Transcriptional repression of the mouse dihydrofolate reductase gene during muscle cell commitment.

A differentiation-competent mouse muscle cell line containing 50-100-times the diploid number of dihydrofolate reductase (DHFR) genes was used to study regulation of DHFR mRNA levels during myogenic withdrawal from the cell cycle. Quantitative RNase protection assays showed DHFR mRNA levels decreased 15-fold during commitment; DHFR pre-mRNA levels decreased 7-fold. Concomitantly, transcription products were analyzed by hybridization to Southern blots of dhfr-containing plasmids. Control run-on assays performed on nonamplified parental cells indicated that run-on signals measured in amplified cells were dhfr amplicon-specific.
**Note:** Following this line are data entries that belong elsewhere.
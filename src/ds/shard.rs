//! Shard selection and shard-count derivation.
//!
//! [`ShardSelector`] maps a `Hash`able key onto one of a power-of-two number
//! of shards and is the default shard function used by
//! [`ShardedOptions`](crate::builder::ShardedOptions). The free functions
//! size a shard set for a total capacity.
//!
//! ## Architecture
//!
//! ```text
//!   capacity = 10_000, target_per_shard = 1_000, cpu_count = 4
//!
//!   raw     = max(ceil(10_000 / 1_000), 4 * 4) = max(10, 16) = 16
//!   rounded = next_power_of_two(16)              = 16
//!   shards  = min(16, MAX_SHARDS)                = 16
//!   per     = ceil(10_000 / 16)                  = 625
//!
//!   key ──hash(seed, key)──► h ──h & (shards - 1)──► shard index
//! ```
//!
//! ## Example Usage
//!
//! ```
//! use evictkit::ds::{derive_shard_count, per_shard_capacity, ShardSelector};
//!
//! let shards = derive_shard_count(10_000, 1_000, 4);
//! assert_eq!(shards, 16);
//! assert_eq!(per_shard_capacity(10_000, shards), 625);
//!
//! let selector = ShardSelector::new(shards, 0);
//! let shard = selector.shard_for_key(&"user:123");
//! assert!(shard < shards);
//! assert_eq!(selector.shard_for_key(&"user:123"), shard);
//! ```
//!
//! ## Performance
//!
//! - `shard_for_key`: O(1) with cost of hashing the key

use std::hash::{BuildHasher, Hash};

use rustc_hash::FxBuildHasher;

/// Upper bound applied to heuristically derived shard counts.
pub const MAX_SHARDS: usize = 256;

/// Derives a power-of-two shard count for `capacity` entries.
///
/// Takes the larger of `ceil(capacity / target_per_shard)` and
/// `cpu_count * 4`, rounds it up to a power of two and caps it at
/// [`MAX_SHARDS`]. A `target_per_shard` of zero leaves the CPU floor alone
/// in charge. The result is always at least 1.
pub fn derive_shard_count(capacity: usize, target_per_shard: usize, cpu_count: usize) -> usize {
    let by_capacity = if target_per_shard == 0 {
        0
    } else {
        capacity.div_ceil(target_per_shard)
    };
    let raw = by_capacity.max(cpu_count.saturating_mul(4)).max(1);
    raw.checked_next_power_of_two()
        .unwrap_or(MAX_SHARDS)
        .min(MAX_SHARDS)
}

/// Rounds an explicit shard minimum up to a power of two.
///
/// Not capped by [`MAX_SHARDS`].
pub fn round_shard_count(min_shards: usize) -> usize {
    min_shards
        .max(1)
        .checked_next_power_of_two()
        .unwrap_or(1 << (usize::BITS - 1))
}

/// Capacity given to each of `shards` shards: `ceil(capacity / shards)`.
pub fn per_shard_capacity(capacity: usize, shards: usize) -> usize {
    capacity.div_ceil(shards.max(1))
}

/// Deterministic shard selector using a seeded hash.
///
/// Maps any `Hash`able key to a shard index in `[0, shards)`. The same
/// `(key, seed, shards)` tuple always produces the same result. The shard
/// count is rounded up to a power of two so the index is a mask, not a
/// division.
///
/// # Example
///
/// ```
/// use evictkit::ds::ShardSelector;
///
/// let selector = ShardSelector::new(6, 42);
/// assert_eq!(selector.shard_count(), 8);
///
/// let shard = selector.shard_for_key(&"my_key");
/// assert_eq!(selector.shard_for_key(&"my_key"), shard);
/// ```
#[derive(Debug, Clone, Copy, PartialEq, Eq)]
pub struct ShardSelector {
    shards: usize,
    seed: u64,
}

impl ShardSelector {
    /// Creates a selector for `shards` shards with the given `seed`.
    ///
    /// The shard count is rounded up to a power of two, minimum 1.
    pub fn new(shards: usize, seed: u64) -> Self {
        Self {
            shards: round_shard_count(shards),
            seed,
        }
    }

    pub fn shard_count(&self) -> usize {
        self.shards
    }

    /// Maps a key to a shard index in `[0, shards)`.
    pub fn shard_for_key<K: Hash + ?Sized>(&self, key: &K) -> usize {
        let hash = FxBuildHasher.hash_one((self.seed, key));
        // Fx mixes poorly into the low bits; fold the high half down.
        let folded = hash ^ (hash >> 32);
        (folded as usize) & (self.shards - 1)
    }
}

impl Default for ShardSelector {
    /// Creates a single-shard selector with seed 0.
    fn default() -> Self {
        Self::new(1, 0)
    }
}
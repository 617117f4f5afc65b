//! Common imports: `use evictkit::prelude::*;`

pub use crate::builder::{ExpiryOptions, LruOptions, ShardedOptions};
pub use crate::error::CacheError;
pub use crate::expiry::{ExpiredKeys, ExpiryMap};
pub use crate::policy::lru::LruCache;
pub use crate::sharded::ShardedCache;
pub use crate::traits::{Cache, EvictError, EvictReason};
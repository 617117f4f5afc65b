//! Recency-ordered doubly linked list backed by `SlotArena`.
//!
//! Nodes live in a [`SlotArena`] and link to each other by slot index. A
//! sentinel root closes the chain into a ring, so insertion and unlinking
//! never special-case the head or the tail. The arena's free list doubles
//! as the node pool: removed nodes give their slot back for the next push.
//!
//! ## Architecture
//!
//! ```text
//!   arena (SlotArena<Node<T>>)
//!   ┌───────┬──────────────────────────────────────────┐
//!   │ index │ Node { value, prev, next }               │
//!   ├───────┼──────────────────────────────────────────┤
//!   │   0   │ { value: A, prev: ROOT, next: 2 }        │
//!   │   1   │ (free)                                   │
//!   │   2   │ { value: C, prev: 0,    next: ROOT }     │
//!   └───────┴──────────────────────────────────────────┘
//!
//!        ┌──────────────────────────────────────┐
//!        ▼                                      │
//!   ROOT ──► [0: A] ◄──► [2: C] ──► ROOT ───────┘
//!   front (MRU)                back (LRU)
//! ```
//!
//! ## Handles
//!
//! [`ListHandle`] pairs the owning list's id with a generation-checked
//! [`SlotId`]. Handles from another list are rejected with
//! [`NodeError::ForeignNode`]; handles whose node was removed resolve to
//! nothing or [`NodeError::StaleNode`]. [`clear`](OrderedList::clear)
//! re-keys the list, so every handle issued before it becomes foreign.
//!
//! ## Performance
//! - `push_front` / `push_back` / `pop_front` / `pop_back`: O(1)
//! - `move_to_front` / `remove`: O(1)
//! - `iter`: O(n)
//!
//! ## Example Usage
//!
//! ```
//! use evictkit::ds::OrderedList;
//!
//! let mut list = OrderedList::new();
//! let a = list.push_front("a");
//! let b = list.push_front("b");
//!
//! assert_eq!(list.iter().copied().collect::<Vec<_>>(), vec!["b", "a"]);
//!
//! list.move_to_front(a).unwrap();
//! assert_eq!(list.front().and_then(|h| list.get(h)), Some(&"a"));
//!
//! assert_eq!(list.remove(b), Some("b"));
//! assert_eq!(list.len(), 1);
//! ```
use std::sync::atomic::{AtomicU64, Ordering};

use crate::ds::slot_arena::{SlotArena, SlotId};
use crate::error::{InvariantError, NodeError};

/// Index of the sentinel root in link fields.
const ROOT: usize = usize::MAX;

static NEXT_LIST_ID: AtomicU64 = AtomicU64::new(1);

fn next_list_id() -> u64 {
    NEXT_LIST_ID.fetch_add(1, Ordering::Relaxed)
}

/// Opaque handle to a node of an [`OrderedList`].
#[derive(Debug, Clone, Copy, PartialEq, Eq, Hash)]
pub struct ListHandle {
    list: u64,
    slot: SlotId,
}

#[derive(Debug, Clone, Copy, PartialEq, Eq)]
struct Links {
    prev: usize,
    next: usize,
}

impl Links {
    const DETACHED: Links = Links {
        prev: ROOT,
        next: ROOT,
    };
}

#[derive(Debug)]
struct Node<T> {
    value: T,
    links: Links,
}

/// Doubly linked list with a sentinel root, stored in a `SlotArena`.
#[derive(Debug)]
pub struct OrderedList<T> {
    id: u64,
    arena: SlotArena<Node<T>>,
    root: Links,
}

impl<T> OrderedList<T> {
    /// Creates an empty list.
    pub fn new() -> Self {
        Self {
            id: next_list_id(),
            arena: SlotArena::new(),
            root: Links::DETACHED,
        }
    }

    /// Creates an empty list with `capacity` pooled node slots reserved.
    pub fn with_capacity(capacity: usize) -> Self {
        Self {
            id: next_list_id(),
            arena: SlotArena::with_capacity(capacity),
            root: Links::DETACHED,
        }
    }

    /// Returns the number of nodes in the list.
    pub fn len(&self) -> usize {
        self.arena.len()
    }

    /// Returns `true` if the list is empty.
    pub fn is_empty(&self) -> bool {
        self.arena.is_empty()
    }

    /// Returns `true` if `handle` names a live node of this list.
    pub fn contains(&self, handle: ListHandle) -> bool {
        self.check(handle).is_ok()
    }

    /// Returns the handle of the front (most recently used) node.
    pub fn front(&self) -> Option<ListHandle> {
        self.handle_at(self.root.next)
    }

    /// Returns the handle of the back (least recently used) node.
    pub fn back(&self) -> Option<ListHandle> {
        self.handle_at(self.root.prev)
    }

    /// Returns the value for `handle`, if it names a live node of this list.
    pub fn get(&self, handle: ListHandle) -> Option<&T> {
        if handle.list != self.id {
            return None;
        }
        self.arena.get(handle.slot).map(|node| &node.value)
    }

    /// Returns a mutable reference to the value for `handle`.
    pub fn get_mut(&mut self, handle: ListHandle) -> Option<&mut T> {
        if handle.list != self.id {
            return None;
        }
        self.arena.get_mut(handle.slot).map(|node| &mut node.value)
    }

    /// Inserts a new node at the front and returns its handle.
    pub fn push_front(&mut self, value: T) -> ListHandle {
        let slot = self.arena.insert(Node {
            value,
            links: Links::DETACHED,
        });
        self.link_after(slot.index(), ROOT);
        ListHandle {
            list: self.id,
            slot,
        }
    }

    /// Inserts a new node at the back and returns its handle.
    pub fn push_back(&mut self, value: T) -> ListHandle {
        let slot = self.arena.insert(Node {
            value,
            links: Links::DETACHED,
        });
        self.link_after(slot.index(), self.root.prev);
        ListHandle {
            list: self.id,
            slot,
        }
    }

    /// Moves the node to the front.
    ///
    /// Fails without touching either list if `handle` belongs to another
    /// list or names a removed node.
    pub fn move_to_front(&mut self, handle: ListHandle) -> Result<(), NodeError> {
        self.check(handle)?;
        let index = handle.slot.index();
        if self.root.next != index {
            self.unlink(index);
            self.link_after(index, ROOT);
        }
        Ok(())
    }

    /// Removes the node and returns its value.
    ///
    /// Foreign or stale handles are ignored and yield `None`.
    pub fn remove(&mut self, handle: ListHandle) -> Option<T> {
        self.check(handle).ok()?;
        self.unlink(handle.slot.index());
        self.arena.remove(handle.slot).map(|node| node.value)
    }

    /// Removes and returns the front value.
    pub fn pop_front(&mut self) -> Option<T> {
        let handle = self.front()?;
        self.remove(handle)
    }

    /// Removes and returns the back value.
    pub fn pop_back(&mut self) -> Option<T> {
        let handle = self.back()?;
        self.remove(handle)
    }

    /// Drops every node and re-keys the list.
    ///
    /// Handles issued before the clear are reported as foreign afterwards.
    pub fn clear(&mut self) {
        self.arena.clear();
        self.root = Links::DETACHED;
        self.id = next_list_id();
    }

    /// Returns an iterator over values from front to back.
    pub fn iter(&self) -> Iter<'_, T> {
        Iter {
            list: self,
            current: self.root.next,
            remaining: self.len(),
        }
    }

    /// Returns an iterator over `(handle, &value)` pairs from front to back.
    pub fn iter_entries(&self) -> EntryIter<'_, T> {
        EntryIter {
            list: self,
            current: self.root.next,
            remaining: self.len(),
        }
    }

    /// Verifies the ring: walking `next` from the root returns to the root
    /// after exactly `len()` steps, and so does walking `prev`.
    pub fn check_invariants(&self) -> Result<(), InvariantError> {
        let expected = self.len();

        let mut steps = 0usize;
        let mut prev = ROOT;
        let mut current = self.root.next;
        while current != ROOT {
            let links = self
                .links(current)
                .ok_or_else(|| InvariantError::new(format!("dangling next link {current}")))?;
            if links.prev != prev {
                return Err(InvariantError::new(format!(
                    "node {current} has prev {} but was reached from {prev}",
                    links.prev
                )));
            }
            steps += 1;
            if steps > expected {
                return Err(InvariantError::new("forward walk exceeds list length"));
            }
            prev = current;
            current = links.next;
        }
        if self.root.prev != prev {
            return Err(InvariantError::new("root prev does not name the last node"));
        }
        if steps != expected {
            return Err(InvariantError::new(format!(
                "forward walk visited {steps} nodes, expected {expected}"
            )));
        }

        let mut steps = 0usize;
        let mut current = self.root.prev;
        while current != ROOT {
            let links = self
                .links(current)
                .ok_or_else(|| InvariantError::new(format!("dangling prev link {current}")))?;
            steps += 1;
            if steps > expected {
                return Err(InvariantError::new("backward walk exceeds list length"));
            }
            current = links.prev;
        }
        if steps != expected {
            return Err(InvariantError::new(format!(
                "backward walk visited {steps} nodes, expected {expected}"
            )));
        }
        Ok(())
    }

    fn check(&self, handle: ListHandle) -> Result<(), NodeError> {
        if handle.list != self.id {
            return Err(NodeError::ForeignNode);
        }
        if !self.arena.contains(handle.slot) {
            return Err(NodeError::StaleNode);
        }
        Ok(())
    }

    fn handle_at(&self, index: usize) -> Option<ListHandle> {
        if index == ROOT {
            return None;
        }
        self.arena.id_at(index).map(|slot| ListHandle {
            list: self.id,
            slot,
        })
    }

    fn links(&self, index: usize) -> Option<Links> {
        if index == ROOT {
            Some(self.root)
        } else {
            self.arena.get_at(index).map(|node| node.links)
        }
    }

    fn links_mut(&mut self, index: usize) -> Option<&mut Links> {
        if index == ROOT {
            Some(&mut self.root)
        } else {
            self.arena.get_at_mut(index).map(|node| &mut node.links)
        }
    }

    fn unlink(&mut self, index: usize) {
        let Some(Links { prev, next }) = self.links(index) else {
            return;
        };
        if let Some(links) = self.links_mut(prev) {
            links.next = next;
        }
        if let Some(links) = self.links_mut(next) {
            links.prev = prev;
        }
        if let Some(links) = self.links_mut(index) {
            *links = Links::DETACHED;
        }
    }

    fn link_after(&mut self, index: usize, at: usize) {
        let Some(next) = self.links(at).map(|links| links.next) else {
            return;
        };
        if let Some(links) = self.links_mut(index) {
            links.prev = at;
            links.next = next;
        }
        if let Some(links) = self.links_mut(at) {
            links.next = index;
        }
        if let Some(links) = self.links_mut(next) {
            links.prev = index;
        }
    }
}

impl<T> Default for OrderedList<T> {
    fn default() -> Self {
        Self::new()
    }
}

/// Iterator over values from front to back.
pub struct Iter<'a, T> {
    list: &'a OrderedList<T>,
    current: usize,
    remaining: usize,
}

impl<'a, T> Iterator for Iter<'a, T> {
    type Item = &'a T;

    fn next(&mut self) -> Option<Self::Item> {
        if self.current == ROOT || self.remaining == 0 {
            return None;
        }
        let node = self.list.arena.get_at(self.current)?;
        self.current = node.links.next;
        self.remaining -= 1;
        Some(&node.value)
    }

    fn size_hint(&self) -> (usize, Option<usize>) {
        (self.remaining, Some(self.remaining))
    }
}

/// Iterator over `(ListHandle, &T)` pairs from front to back.
pub struct EntryIter<'a, T> {
    list: &'a OrderedList<T>,
    current: usize,
    remaining: usize,
}

impl<'a, T> Iterator for EntryIter<'a, T> {
    type Item = (ListHandle, &'a T);

    fn next(&mut self) -> Option<Self::Item> {
        if self.current == ROOT || self.remaining == 0 {
            return None;
        }
        let handle = self.list.handle_at(self.current)?;
        let node = self.list.arena.get_at(self.current)?;
        self.current = node.links.next;
        self.remaining -= 1;
        Some((handle, &node.value))
    }
}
Run-on signals were sensitive to alpha-amanitin, indicating RNA polymerase 2 specificity, and did not hybridize to pBR322 sequences, demonstrating hybridization stringency. Comparison of run-on signals hybridizing to DNA fragments representing either the 5' end of the gene or the entire gene showed that transcriptional repression occurred within the first 660 bases of the 30-kilobase gene, consistent with regulation at the level of either initiation or early pretermination. In contrast to the DHFR gene, DNA 5' to all but the first few bases of the DHFR coding region (between -1000 and +60 base pairs from the preferred cap site) showed strong run-on transcription in both proliferative and committed cells. Northern blot analysis using a probe complementary both to the dhfr coding region and the upstream region showed a uniform decrease in all detectable transcripts. No commitment-dependent changes in dhfr cap site usage, splicing, or polyadenylylation site usage were detected. Our results support a transcriptional model for regulation of DHFR mRNA levels.